I attended the Oct. 7 “Safety for All: Conversations on Law Enforcement from the perspectives of People with Disabilities” hosted by Parents Helping Parents. As a mother of a special needs child I am deeply concerned about current policing practices and their impact on the disability community and beyond. Police training in the U.S. is inadequate for the safety of our families and communities because of an underlying philosophy that puts the needs of people with disabilities last.

Police training in the U.S. is inadequate to say the least. According to a 2013 U.S. Bureau of Justice Statistics report, U.S. police academies spend approximately 71 hours on firearms training against 21 hours of de-escalation training. When it comes to arrests, the disparity in numbers highlights a clear focus on combat and escalation over strategies on diffusing possibly dangerous situations.
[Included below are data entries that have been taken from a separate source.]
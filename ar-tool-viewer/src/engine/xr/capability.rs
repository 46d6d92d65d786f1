use bevy::prelude::*;
use serde::Serialize;

use crate::engine::xr::SessionMode;
use crate::engine::xr::platform::{CheckId, PlatformSignal, XrPlatform};
use crate::errors::PlatformError;

#[derive(Debug, Clone, Copy, PartialEq, Eq, Default, Serialize)]
#[serde(rename_all = "snake_case")]
pub enum ArCapability {
    /// No answer yet from the runtime.
    #[default]
    Unknown,
    Supported,
    Unsupported,
}

#[derive(Resource, Debug)]
pub struct CapabilityMonitor {
    mode: SessionMode,
    capability: ArCapability,
    latest_check: CheckId,
    pending: bool,
}

impl Default for CapabilityMonitor {
    fn default() -> Self {
        Self::new(SessionMode::ImmersiveAr)
    }
}

impl CapabilityMonitor {
    pub fn new(mode: SessionMode) -> Self {
        Self {
            mode,
            capability: ArCapability::Unknown,
            latest_check: CheckId::default(),
            pending: false,
        }
    }

    /// Start a new query. The capability reads `Unknown` until it resolves and
    /// answers to earlier queries are ignored from now on.
    pub fn begin_check(&mut self) -> CheckId {
        self.latest_check = CheckId(self.latest_check.0 + 1);
        self.pending = true;
        self.capability = ArCapability::Unknown;
        self.latest_check
    }

    /// Apply a runtime answer. Errors resolve to `Unsupported`.
    pub fn resolve(
        &mut self,
        check: CheckId,
        result: Result<bool, PlatformError>,
    ) -> Option<ArCapability> {
        if !self.pending || check != self.latest_check {
            return None;
        }
        self.pending = false;
        self.capability = match result {
            Ok(true) => ArCapability::Supported,
            Ok(false) => ArCapability::Unsupported,
            Err(err) => {
                warn!(mode = %self.mode, "Capability check failed, treating as unsupported: {err}");
                ArCapability::Unsupported
            }
        };
        Some(self.capability)
    }

    pub fn capability(&self) -> ArCapability {
        self.capability
    }

    pub fn mode(&self) -> SessionMode {
        self.mode
    }

    pub fn is_checking(&self) -> bool {
        self.pending
    }
}

/// Re-query the runtime on demand.
#[derive(Event, Debug, Clone, Copy, Default)]
pub struct CapabilityCheckRequest;

pub fn start_capability_check(
    mut monitor: ResMut<CapabilityMonitor>,
    mut platform: NonSendMut<XrPlatform>,
) {
    issue_check(&mut monitor, &mut platform);
}

pub fn handle_capability_requests(
    mut requests: EventReader<CapabilityCheckRequest>,
    mut monitor: ResMut<CapabilityMonitor>,
    mut platform: NonSendMut<XrPlatform>,
) {
    if requests.read().count() == 0 {
        return;
    }
    issue_check(&mut monitor, &mut platform);
}

fn issue_check(monitor: &mut CapabilityMonitor, platform: &mut XrPlatform) {
    let check = monitor.begin_check();
    debug!(mode = %monitor.mode(), check = check.0, "Querying AR support");
    platform.as_dyn().query_support(monitor.mode(), check);
}

pub fn apply_capability_signals(
    mut signals: EventReader<PlatformSignal>,
    mut monitor: ResMut<CapabilityMonitor>,
) {
    for signal in signals.read() {
        if let PlatformSignal::SupportResolved { check, result } = signal {
            if monitor.resolve(*check, result.clone()).is_none() {
                debug!(check = check.0, "Ignoring superseded capability answer");
            }
        }
    }
}
//! Model asset loading for the selected tool.
//!
//! Tracks the per-token load state and adapts Bevy's asset server to the
//! request/outcome events the rest of the viewer consumes.

/// Per-token load state machine and outcome application.
pub mod model_load;

/// Asset server adapter issuing glTF scene loads and polling their state.
///
/// Not installed in headless runs, where outcomes are produced directly.
pub mod asset_requests;
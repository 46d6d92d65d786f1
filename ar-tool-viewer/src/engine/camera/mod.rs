//! Orbit camera controls for the viewer stage.
//!
//! Each viewer instance spawns its own camera, so orbit state resets whenever
//! the remount token changes.

/// Orbit camera component, input handling and transform update.
pub mod orbit_camera;
//! Terminal rendering for metalens reports
//!
//! Kept out of `main.rs` so the formatting can be tested without running the
//! binary.

use std::fmt::Write as FmtWrite;

use metalens_core::preview::{CardPreview, SocialPreviews};
use metalens_core::recommendations::by_category;
use metalens_core::scoring::summarize_group;
use metalens_core::{
    AnalysisResult, Recommendation, RecommendationCategory, StoredAnalysis, Tag, TagStatus,
    score_label,
};

const DIVIDER: &str = "─────────────────────────────────────────────────────────────";
const LABEL_WIDTH: usize = 16;

/// Full text report for one analysis
pub fn render_report(result: &AnalysisResult, include_previews: bool) -> String {
    let mut output = String::new();

    let _ = writeln!(&mut output, "{DIVIDER}");
    let _ = writeln!(&mut output, "# {}", display_or(&result.title, "(untitled page)"));
    let _ = writeln!(&mut output, "{DIVIDER}\n");
    if !result.description.is_empty() {
        let _ = writeln!(&mut output, "> {}\n", result.description);
    }
    push_key_value(&mut output, "URL", &result.url);
    push_key_value(&mut output, "Domain", &result.domain);
    let _ = writeln!(&mut output);

    render_score(&mut output, result);
    render_tag_group(&mut output, "🏷️", "Essential Meta Tags", &result.meta_tags);
    render_tag_group(&mut output, "🌐", "Open Graph Tags", &result.open_graph_tags);
    render_tag_group(&mut output, "🐦", "Twitter Card Tags", &result.twitter_card_tags);
    render_recommendations(&mut output, &result.recommendations);

    if include_previews {
        render_previews(&mut output, &SocialPreviews::from_result(result));
    }

    output
}

/// Listing of stored analyses, newest first
pub fn render_recent(records: &[StoredAnalysis]) -> String {
    let mut output = String::new();
    push_section_header(&mut output, "🕘", "Recent Analyses");

    if records.is_empty() {
        let _ = writeln!(&mut output, "No analyses stored yet.");
        return output;
    }

    for record in records {
        let _ = writeln!(
            &mut output,
            "#{:<4} {:>3}%  {:<24} {}  ({})",
            record.id,
            record.result.score,
            record.result.domain,
            record.result.url,
            record.created_at.format("%Y-%m-%d %H:%M:%S UTC"),
        );
    }
    output
}

fn render_score(buf: &mut String, result: &AnalysisResult) {
    push_section_header(buf, "📊", "SEO Health Score");
    push_key_value(
        buf,
        "Score",
        &format!("{}% ({})", result.score, score_label(result.score)),
    );
    push_key_value(buf, "Good", &result.score_category.good.to_string());
    push_key_value(
        buf,
        "Improvements",
        &result.score_category.improvements.to_string(),
    );
    push_key_value(buf, "Issues", &result.score_category.issues.to_string());
    let _ = writeln!(buf);
}

fn render_tag_group(buf: &mut String, icon: &str, title: &str, tags: &[Tag]) {
    let summary = summarize_group(tags);
    push_section_header(
        buf,
        icon,
        &format!(
            "{title} ({}/{}, {}%)",
            summary.present, summary.total, summary.percentage
        ),
    );

    let name_width = tags
        .iter()
        .map(|tag| tag.name.chars().count())
        .max()
        .unwrap_or(0)
        .max(4);

    for tag in tags {
        let content = if tag.content.is_empty() {
            "–".to_string()
        } else {
            truncate(&tag.content, 60)
        };
        let _ = writeln!(
            buf,
            "{} {:<width$}  {}",
            status_icon(tag.status),
            tag.name,
            content,
            width = name_width
        );
    }
    let _ = writeln!(buf);
}

fn render_recommendations(buf: &mut String, recommendations: &[Recommendation]) {
    let groups = [
        ("🚨", "Critical Issues", RecommendationCategory::Critical),
        ("🛠️", "Improvements", RecommendationCategory::Improvement),
        ("✅", "Good Practices", RecommendationCategory::Good),
    ];

    for (icon, title, category) in groups {
        let items = by_category(recommendations, category);
        if items.is_empty() {
            continue;
        }

        push_section_header(buf, icon, &format!("{title} ({})", items.len()));
        for rec in items {
            let _ = writeln!(buf, "• {} [{} impact]", rec.title, rec.impact.as_str());
            let _ = writeln!(buf, "  {}", rec.description);
            if let Some(solution) = rec.solution.as_deref() {
                let _ = writeln!(buf, "  → {solution}");
            }
            if let Some(code) = rec.code.as_deref() {
                let _ = writeln!(buf, "    {code}");
            }
        }
        let _ = writeln!(buf);
    }
}

fn render_previews(buf: &mut String, previews: &SocialPreviews) {
    push_section_header(buf, "🔎", "Google SERP Preview");
    let _ = writeln!(buf, "{}", previews.google.title);
    let _ = writeln!(buf, "{}", previews.google.url);
    let _ = writeln!(buf, "{}\n", previews.google.description);

    render_card(buf, "🐦", "Twitter Card Preview", &previews.twitter);
    render_card(buf, "📘", "Facebook Preview", &previews.facebook);
}

fn render_card(buf: &mut String, icon: &str, title: &str, card: &CardPreview) {
    push_section_header(buf, icon, title);
    let image = if card.default_image {
        format!("{} (placeholder)", card.image_url)
    } else {
        card.image_url.clone()
    };
    push_key_value(buf, "Image", &image);
    push_key_value(buf, "Domain", &card.domain);
    push_key_value(buf, "Title", &card.title);
    push_key_value(buf, "Description", &card.description);
    let _ = writeln!(buf);
}

fn push_section_header(buf: &mut String, icon: &str, title: &str) {
    let _ = writeln!(buf, "{DIVIDER}");
    let _ = writeln!(buf, "{icon} {title}");
    let _ = writeln!(buf, "{DIVIDER}");
}

fn push_key_value(buf: &mut String, label: &str, value: &str) {
    if value.is_empty() {
        return;
    }
    let _ = writeln!(buf, "• {:<width$} : {}", label, value, width = LABEL_WIDTH);
}

fn status_icon(status: TagStatus) -> &'static str {
    match status {
        TagStatus::Present => "✅",
        TagStatus::Warning => "⚠️",
        TagStatus::Missing => "❌",
    }
}

fn display_or<'a>(value: &'a str, fallback: &'a str) -> &'a str {
    if value.is_empty() { fallback } else { value }
}

fn truncate(value: &str, max_chars: usize) -> String {
    if value.chars().count() <= max_chars {
        return value.to_string();
    }
    let mut shortened: String = value.chars().take(max_chars - 1).collect();
    shortened.push('…');
    shortened
}
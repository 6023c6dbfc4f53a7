use std::sync::Arc;

use metalens_core::{AnalysisStore, Analyzer};

use crate::config::Config;

/// Shared application state injected into all route handlers via Axum extractors.
#[derive(Clone)]
pub struct AppState {
    pub analyzer: Analyzer,
    pub store: Arc<dyn AnalysisStore>,
    pub config: Config,
}

impl AppState {
    /// Build state around a store; the analyzer appends to the same store
    pub fn new(store: Arc<dyn AnalysisStore>, config: Config) -> anyhow::Result<Self> {
        let analyzer = Analyzer::new(store.clone())?;
        Ok(Self {
            analyzer,
            store,
            config,
        })
    }
}
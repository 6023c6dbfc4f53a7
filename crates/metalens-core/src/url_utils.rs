use url::Url;

/// Prefix `https://` when the input carries no http(s) scheme.
///
/// Returns `None` for blank input or anything that still fails to parse.
pub fn normalize_target_url(input: &str) -> Option<Url> {
    let trimmed = input.trim();
    if trimmed.is_empty() {
        return None;
    }

    let lower = trimmed.to_ascii_lowercase();
    let candidate = if lower.starts_with("http://") || lower.starts_with("https://") {
        trimmed.to_string()
    } else {
        format!("https://{trimmed}")
    };

    Url::parse(&candidate).ok().filter(|url| url.host_str().is_some())
}

/// Host of the URL with a leading `www.` removed.
///
/// Falls back to the raw input when it cannot be parsed.
pub fn display_domain(input: &str) -> String {
    match Url::parse(input) {
        Ok(parsed) => {
            let host = parsed.host_str().unwrap_or_default();
            host.strip_prefix("www.").unwrap_or(host).to_string()
        }
        Err(_) => input.to_string(),
    }
}
pub mod analysis;
pub mod health;

use axum::{
    Router,
    routing::{get, post},
};

use crate::state::AppState;

pub fn build_router(state: AppState) -> Router {
    Router::new()
        .route("/health", get(health::health_handler))
        .route("/api/analyze", post(analysis::handle_analyze))
        .route("/api/recent-analyses", get(analysis::handle_recent))
        .route("/api/analyses/latest", get(analysis::handle_latest))
        .with_state(state)
}
use thiserror::Error;

/// Failure to retrieve the target page
#[cfg(feature = "fetch")]
#[derive(Debug, Error)]
pub enum FetchError {
    /// DNS, connect, TLS, timeout, redirect loop or a dropped body
    #[error("Unable to connect to the website. Please check the URL and try again.")]
    Unreachable {
        url: String,
        #[source]
        source: reqwest::Error,
    },

    /// The server answered with a non-2xx status
    #[error("Error fetching website: {status} {reason}")]
    ServerError {
        url: String,
        status: u16,
        reason: String,
    },

    #[error("Failed to build HTTP client: {0}")]
    Client(#[source] reqwest::Error),
}

#[cfg(feature = "fetch")]
impl FetchError {
    pub fn is_unreachable(&self) -> bool {
        matches!(self, FetchError::Unreachable { .. })
    }

    pub fn is_server_error(&self) -> bool {
        matches!(self, FetchError::ServerError { .. })
    }
}

/// Failure inside an analysis store
#[derive(Debug, Error)]
pub enum StorageError {
    #[cfg(feature = "sqlite")]
    #[error("SQLite error: {0}")]
    Sqlite(#[from] rusqlite::Error),

    #[error("Serialization error: {0}")]
    Serialization(#[from] serde_json::Error),

    #[error("Invalid stored timestamp: {0}")]
    Timestamp(#[from] chrono::ParseError),

    #[error("Store lock poisoned")]
    Poisoned,
}

/// Everything that can go wrong during `analyze`
#[cfg(feature = "fetch")]
#[derive(Debug, Error)]
pub enum AnalyzeError {
    #[error("{0}")]
    InvalidInput(String),

    #[error(transparent)]
    FetchFailed(#[from] FetchError),

    #[error("An error occurred while saving the analysis")]
    Storage(#[from] StorageError),
}
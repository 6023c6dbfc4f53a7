//! Page fetching over HTTP

use std::time::Duration;

use reqwest::redirect::Policy;
use tracing::{debug, warn};
use url::Url;

use crate::error::FetchError;

/// HTTP settings used for every page fetch
#[derive(Debug, Clone)]
pub struct FetchOptions {
    pub timeout: Duration,
    pub max_redirects: usize,
    pub user_agent: String,
}

impl Default for FetchOptions {
    fn default() -> Self {
        Self {
            timeout: Duration::from_secs(15),
            max_redirects: 5,
            user_agent: format!(
                "Mozilla/5.0 (compatible; metalens/{})",
                env!("CARGO_PKG_VERSION")
            ),
        }
    }
}

/// A fetched document and where it was finally served from
#[derive(Debug, Clone)]
pub struct FetchedPage {
    pub html: String,
    pub final_url: Url,
    pub status: u16,
}

/// Reusable page fetcher wrapping one `reqwest::Client`
#[derive(Debug, Clone)]
pub struct Fetcher {
    client: reqwest::Client,
}

impl Fetcher {
    pub fn new(options: &FetchOptions) -> Result<Self, FetchError> {
        let client = reqwest::Client::builder()
            .user_agent(options.user_agent.clone())
            .timeout(options.timeout)
            .redirect(Policy::limited(options.max_redirects))
            .build()
            .map_err(FetchError::Client)?;

        Ok(Self { client })
    }

    /// GET the page; non-2xx answers are errors, nothing is retried
    pub async fn fetch(&self, url: &Url) -> Result<FetchedPage, FetchError> {
        debug!(url = %url, "fetching page");

        let response = self
            .client
            .get(url.clone())
            .send()
            .await
            .map_err(|source| unreachable(url, source))?;

        let status = response.status();
        if !status.is_success() {
            warn!(url = %url, status = status.as_u16(), "page returned error status");
            return Err(FetchError::ServerError {
                url: url.to_string(),
                status: status.as_u16(),
                reason: status.canonical_reason().unwrap_or_default().to_string(),
            });
        }

        let final_url = response.url().clone();
        let html = response
            .text()
            .await
            .map_err(|source| unreachable(url, source))?;

        debug!(url = %final_url, bytes = html.len(), "fetched page");
        Ok(FetchedPage {
            html,
            final_url,
            status: status.as_u16(),
        })
    }
}

fn unreachable(url: &Url, source: reqwest::Error) -> FetchError {
    warn!(url = %url, error = %source, "page unreachable");
    FetchError::Unreachable {
        url: url.to_string(),
        source,
    }
}
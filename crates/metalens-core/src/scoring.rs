//! SEO health score
//!
//! The score is the share of present tags across all three groups. The
//! good/improvements/issues split is a separate 70/30 heuristic over the
//! missing tags and does not track the recommendation categories.

use serde::{Deserialize, Serialize};

use crate::types::{ScoreCategory, Tag, TagStatus};

/// Share of missing tags counted as "improvements"; the rest are "issues"
const IMPROVEMENT_SHARE: f64 = 0.7;

/// Score plus category breakdown for one analysis
#[derive(Debug, Clone, Copy, PartialEq, Eq)]
pub struct ScoreCard {
    pub score: u8,
    pub category: ScoreCategory,
}

/// Score the three tag groups
pub fn score_tags(essential: &[Tag], open_graph: &[Tag], twitter: &[Tag]) -> ScoreCard {
    let total = essential.len() + open_graph.len() + twitter.len();
    let present = count_present(essential) + count_present(open_graph) + count_present(twitter);

    let missing = total - present;
    let improvements = (missing as f64 * IMPROVEMENT_SHARE).floor() as usize;
    let issues = missing - improvements;

    ScoreCard {
        score: percentage(present, total),
        category: ScoreCategory {
            good: present as u32,
            improvements: improvements as u32,
            issues: issues as u32,
        },
    }
}

/// Human label shown next to the numeric score
pub fn score_label(score: u8) -> &'static str {
    match score {
        80..=u8::MAX => "Excellent",
        70..=79 => "Good",
        50..=69 => "Average",
        30..=49 => "Poor",
        _ => "Critical",
    }
}

/// Overall state of one tag group
#[derive(Debug, Clone, Copy, PartialEq, Eq, Serialize, Deserialize)]
#[serde(rename_all = "lowercase")]
pub enum GroupHealth {
    /// Every tag is present
    Success,
    /// Nothing missing, but some tags need review
    Warning,
    /// At least one tag is missing
    Error,
}

/// Per-group numbers for the tag summary cards
#[derive(Debug, Clone, Copy, PartialEq, Eq, Serialize, Deserialize)]
pub struct GroupSummary {
    pub present: usize,
    pub total: usize,
    pub percentage: u8,
    pub health: GroupHealth,
}

pub fn summarize_group(tags: &[Tag]) -> GroupSummary {
    let present = count_present(tags);
    let total = tags.len();

    let health = if tags.iter().all(Tag::is_present) {
        GroupHealth::Success
    } else if tags.iter().any(|tag| tag.status == TagStatus::Missing) {
        GroupHealth::Error
    } else {
        GroupHealth::Warning
    };

    GroupSummary {
        present,
        total,
        percentage: percentage(present, total),
        health,
    }
}

fn count_present(tags: &[Tag]) -> usize {
    tags.iter().filter(|tag| tag.is_present()).count()
}

/// `round(part / total * 100)` with halves rounded up, 0 for an empty total
fn percentage(part: usize, total: usize) -> u8 {
    if total == 0 {
        return 0;
    }
    let scaled = (part.min(total) * 200 + total) / (2 * total);
    scaled as u8
}
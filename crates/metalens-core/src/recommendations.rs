//! Rule-based SEO recommendations
//!
//! Every rule looks at the extracted tags on its own and contributes at most
//! one recommendation. Output order is rule order; grouping for display is a
//! filter over that order.

use crate::types::{ExtractedTags, Impact, Recommendation, RecommendationCategory};

/// Recommended title length in characters (inclusive)
pub const TITLE_LENGTH: (usize, usize) = (30, 60);

/// Recommended meta description length in characters (inclusive)
pub const DESCRIPTION_LENGTH: (usize, usize) = (150, 160);

/// Inputs the rules read besides the tag lists
struct RuleContext<'a> {
    tags: &'a ExtractedTags,
    page_url: &'a str,
    title: &'a str,
    description: &'a str,
    viewport: &'a str,
    charset: &'a str,
    canonical: &'a str,
}

type Rule = fn(&RuleContext<'_>) -> Option<Recommendation>;

const RULES: &[Rule] = &[
    missing_title,
    missing_twitter_title,
    missing_canonical,
    missing_description,
    missing_og_url,
    missing_og_image,
    title_length,
    description_length_off,
    missing_viewport,
    viewport_present,
    description_length_ideal,
    charset_present,
    missing_charset,
];

/// Run every rule against the extracted tags of the page at `page_url`
pub fn generate_recommendations(tags: &ExtractedTags, page_url: &str) -> Vec<Recommendation> {
    let ctx = RuleContext {
        tags,
        page_url,
        title: tags.essential_value("title"),
        description: tags.essential_value("description"),
        viewport: tags.essential_value("viewport"),
        charset: tags.essential_value("charset"),
        canonical: tags.essential_value("canonical"),
    };

    RULES.iter().filter_map(|rule| rule(&ctx)).collect()
}

/// Recommendations of one category, in emission order
pub fn by_category(
    recommendations: &[Recommendation],
    category: RecommendationCategory,
) -> Vec<&Recommendation> {
    recommendations
        .iter()
        .filter(|rec| rec.category == category)
        .collect()
}

fn missing_title(ctx: &RuleContext<'_>) -> Option<Recommendation> {
    if !ctx.title.is_empty() {
        return None;
    }
    Some(Recommendation {
        title: "Missing Title Tag".to_string(),
        description: "Add a title element. Search engines show it as the headline of your result."
            .to_string(),
        impact: Impact::High,
        category: RecommendationCategory::Critical,
        solution: Some("Add a descriptive title of 50-60 characters".to_string()),
        code: Some("<title>Your page title</title>".to_string()),
    })
}

fn missing_twitter_title(ctx: &RuleContext<'_>) -> Option<Recommendation> {
    if ctx.tags.twitter_present("twitter:title") {
        return None;
    }
    Some(Recommendation {
        title: "Missing Twitter Card Title".to_string(),
        description: "Add twitter:title meta tag to improve sharing appearance on Twitter."
            .to_string(),
        impact: Impact::High,
        category: RecommendationCategory::Critical,
        solution: Some("Add a twitter:title meta tag with your page title".to_string()),
        code: Some(format!(
            r#"<meta name="twitter:title" content="{}">"#,
            escape_html_attr(ctx.title)
        )),
    })
}

fn missing_canonical(ctx: &RuleContext<'_>) -> Option<Recommendation> {
    if !ctx.canonical.is_empty() {
        return None;
    }
    Some(Recommendation {
        title: "Canonical URL Not Defined".to_string(),
        description: "Add a canonical link element to specify the preferred URL to prevent duplicate content issues.".to_string(),
        impact: Impact::High,
        category: RecommendationCategory::Critical,
        solution: Some("Add a canonical link to your page".to_string()),
        code: Some(format!(
            r#"<link rel="canonical" href="{}">"#,
            escape_html_attr(ctx.page_url)
        )),
    })
}

fn missing_description(ctx: &RuleContext<'_>) -> Option<Recommendation> {
    if !ctx.description.is_empty() {
        return None;
    }
    Some(Recommendation {
        title: "Missing Meta Description".to_string(),
        description: "Add a meta description. Search engines use it as the snippet below your title.".to_string(),
        impact: Impact::High,
        category: RecommendationCategory::Critical,
        solution: Some("Write a 150-160 character summary of the page".to_string()),
        code: Some(r#"<meta name="description" content="A short summary of your page">"#.to_string()),
    })
}

fn missing_og_url(ctx: &RuleContext<'_>) -> Option<Recommendation> {
    if ctx.tags.open_graph_present("og:url") {
        return None;
    }
    Some(Recommendation {
        title: "Missing Open Graph URL".to_string(),
        description: "Add the og:url property to ensure correct linking when shared on social media.".to_string(),
        impact: Impact::Medium,
        category: RecommendationCategory::Improvement,
        solution: Some("Add an og:url meta tag with your page URL".to_string()),
        code: Some(format!(
            r#"<meta property="og:url" content="{}">"#,
            escape_html_attr(ctx.page_url)
        )),
    })
}

fn missing_og_image(ctx: &RuleContext<'_>) -> Option<Recommendation> {
    if ctx.tags.open_graph_present("og:image") {
        return None;
    }
    Some(Recommendation {
        title: "Missing Open Graph Image".to_string(),
        description: "Add the og:image property so shared links show a preview image.".to_string(),
        impact: Impact::Medium,
        category: RecommendationCategory::Improvement,
        solution: Some("Add an og:image meta tag pointing to a 1200x630 image".to_string()),
        code: Some(r#"<meta property="og:image" content="https://example.com/preview.png">"#.to_string()),
    })
}

fn title_length(ctx: &RuleContext<'_>) -> Option<Recommendation> {
    let length = char_count(ctx.title);
    let (min, max) = TITLE_LENGTH;
    if length == 0 || (min..=max).contains(&length) {
        return None;
    }
    let verdict = if length < min { "too short" } else { "too long" };
    Some(Recommendation {
        title: "Title Tag Length".to_string(),
        description: format!(
            "Your title tag is {length} characters, which is {verdict}. Aim for 50-60 characters."
        ),
        impact: Impact::Medium,
        category: RecommendationCategory::Improvement,
        solution: None,
        code: None,
    })
}

fn description_length_off(ctx: &RuleContext<'_>) -> Option<Recommendation> {
    let length = char_count(ctx.description);
    let (min, max) = DESCRIPTION_LENGTH;
    if length == 0 || (min..=max).contains(&length) {
        return None;
    }
    let verdict = if length < min { "too short" } else { "too long" };
    Some(Recommendation {
        title: "Meta Description Length".to_string(),
        description: format!(
            "Your meta description is {length} characters, which is {verdict}. Aim for {min}-{max} characters."
        ),
        impact: Impact::Medium,
        category: RecommendationCategory::Improvement,
        solution: None,
        code: None,
    })
}

fn missing_viewport(ctx: &RuleContext<'_>) -> Option<Recommendation> {
    if !ctx.viewport.is_empty() {
        return None;
    }
    Some(Recommendation {
        title: "Mobile Viewport Not Set".to_string(),
        description: "Add a viewport meta tag so the page scales correctly on mobile devices."
            .to_string(),
        impact: Impact::Medium,
        category: RecommendationCategory::Improvement,
        solution: Some("Add a responsive viewport meta tag".to_string()),
        code: Some(
            r#"<meta name="viewport" content="width=device-width, initial-scale=1">"#.to_string(),
        ),
    })
}

fn viewport_present(ctx: &RuleContext<'_>) -> Option<Recommendation> {
    if ctx.viewport.is_empty() {
        return None;
    }
    Some(Recommendation {
        title: "Mobile Viewport Set".to_string(),
        description: "Good job! Your page has the viewport meta tag properly configured for mobile devices.".to_string(),
        impact: Impact::Medium,
        category: RecommendationCategory::Good,
        solution: None,
        code: None,
    })
}

fn description_length_ideal(ctx: &RuleContext<'_>) -> Option<Recommendation> {
    let length = char_count(ctx.description);
    let (min, max) = DESCRIPTION_LENGTH;
    if !(min..=max).contains(&length) {
        return None;
    }
    Some(Recommendation {
        title: "Meta Description Length".to_string(),
        description: format!(
            "Your meta description is {length} characters, which is within the ideal range ({min}-{max} characters)."
        ),
        impact: Impact::High,
        category: RecommendationCategory::Good,
        solution: None,
        code: None,
    })
}

fn charset_present(ctx: &RuleContext<'_>) -> Option<Recommendation> {
    if ctx.charset.is_empty() {
        return None;
    }
    Some(Recommendation {
        title: "Character Encoding Specified".to_string(),
        description: format!(
            "{} character encoding is properly specified.",
            ctx.charset.to_ascii_uppercase()
        ),
        impact: Impact::Low,
        category: RecommendationCategory::Good,
        solution: None,
        code: None,
    })
}

fn missing_charset(ctx: &RuleContext<'_>) -> Option<Recommendation> {
    if !ctx.charset.is_empty() {
        return None;
    }
    Some(Recommendation {
        title: "Character Encoding Not Specified".to_string(),
        description: "Declare the character encoding so browsers render text correctly.".to_string(),
        impact: Impact::Low,
        category: RecommendationCategory::Improvement,
        solution: Some("Add a charset meta tag as the first element in the head".to_string()),
        code: Some(r#"<meta charset="utf-8">"#.to_string()),
    })
}

fn char_count(value: &str) -> usize {
    value.chars().count()
}

fn escape_html_attr(value: &str) -> String {
    let mut escaped = String::with_capacity(value.len());
    for ch in value.chars() {
        match ch {
            '&' => escaped.push_str("&amp;"),
            '"' => escaped.push_str("&quot;"),
            '\'' => escaped.push_str("&#39;"),
            '<' => escaped.push_str("&lt;"),
            '>' => escaped.push_str("&gt;"),
            _ => escaped.push(ch),
        }
    }
    escaped
}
Many situations would likely benefit from de-escalation strategies, but as professor of sociology Rayshawn Ray notes—as cited in BBC News— “Nine out of 10 calls for law enforcement have nothing to do with violence at all, and while they definitely encounter violent situations that could escalate, often… it’s police officers who are escalating the situation.” Escalating behaviors from police represent training put to practice. The current state of policing alone presents dangers for any citizen, especially minorities, such as people with disabilities.

The outcomes of poorly trained police officers criminalizes our children and families as people with disabilities are sent to jail or prison, where they may be subjected to abuse and violence from other inmates or correctional officers. The Arc as presented at the event indicates that people with disabilities have an overall 43% chance of arrest, with a disproportionate risk falling on young Black men.

In addition, the Bureau of Justice Statistics notes that people with disabilities represent the largest minority population in U.S. jails and prisons nationwide. Even with the dangers of incarceration, police training can lead to greater, more immediate dangers still.

According to Teen Vogue, people with disabilities represent more than half of the people killed each year by police. This is astonishing when you consider that BBC News states about 1,000 people are killed yearly by police in the U.S. That is about 600 grieving mothers and fathers who pray each night that they wake up from the nightmare of having lost their children—young or grown—to police violence. Six-hundred grave stones, with names etched in stone and memories carved into our souls, but whose charming smiles we will never see again but in old photos. Six-hundred possibly preventable, needless deaths affecting our communities.

Police training leaves officers ill-equipped to handle situations they might otherwise act in to ensure the safety of our families, and especially the safety of people with disabilities. The disproportionate focus on firearms training over de-escalation makes it clear that the philosophy about this training is on combat and criminalization, and this is further illustrated by police escalation, the more than half of all U.S. deaths being people with disabilities and the rates of which people with disabilities are jailed or imprisoned.

Police as an institution must be reformed for the safety of our loved ones and for all Americans.

Caterina Angela is a mother and behavioral interventionist.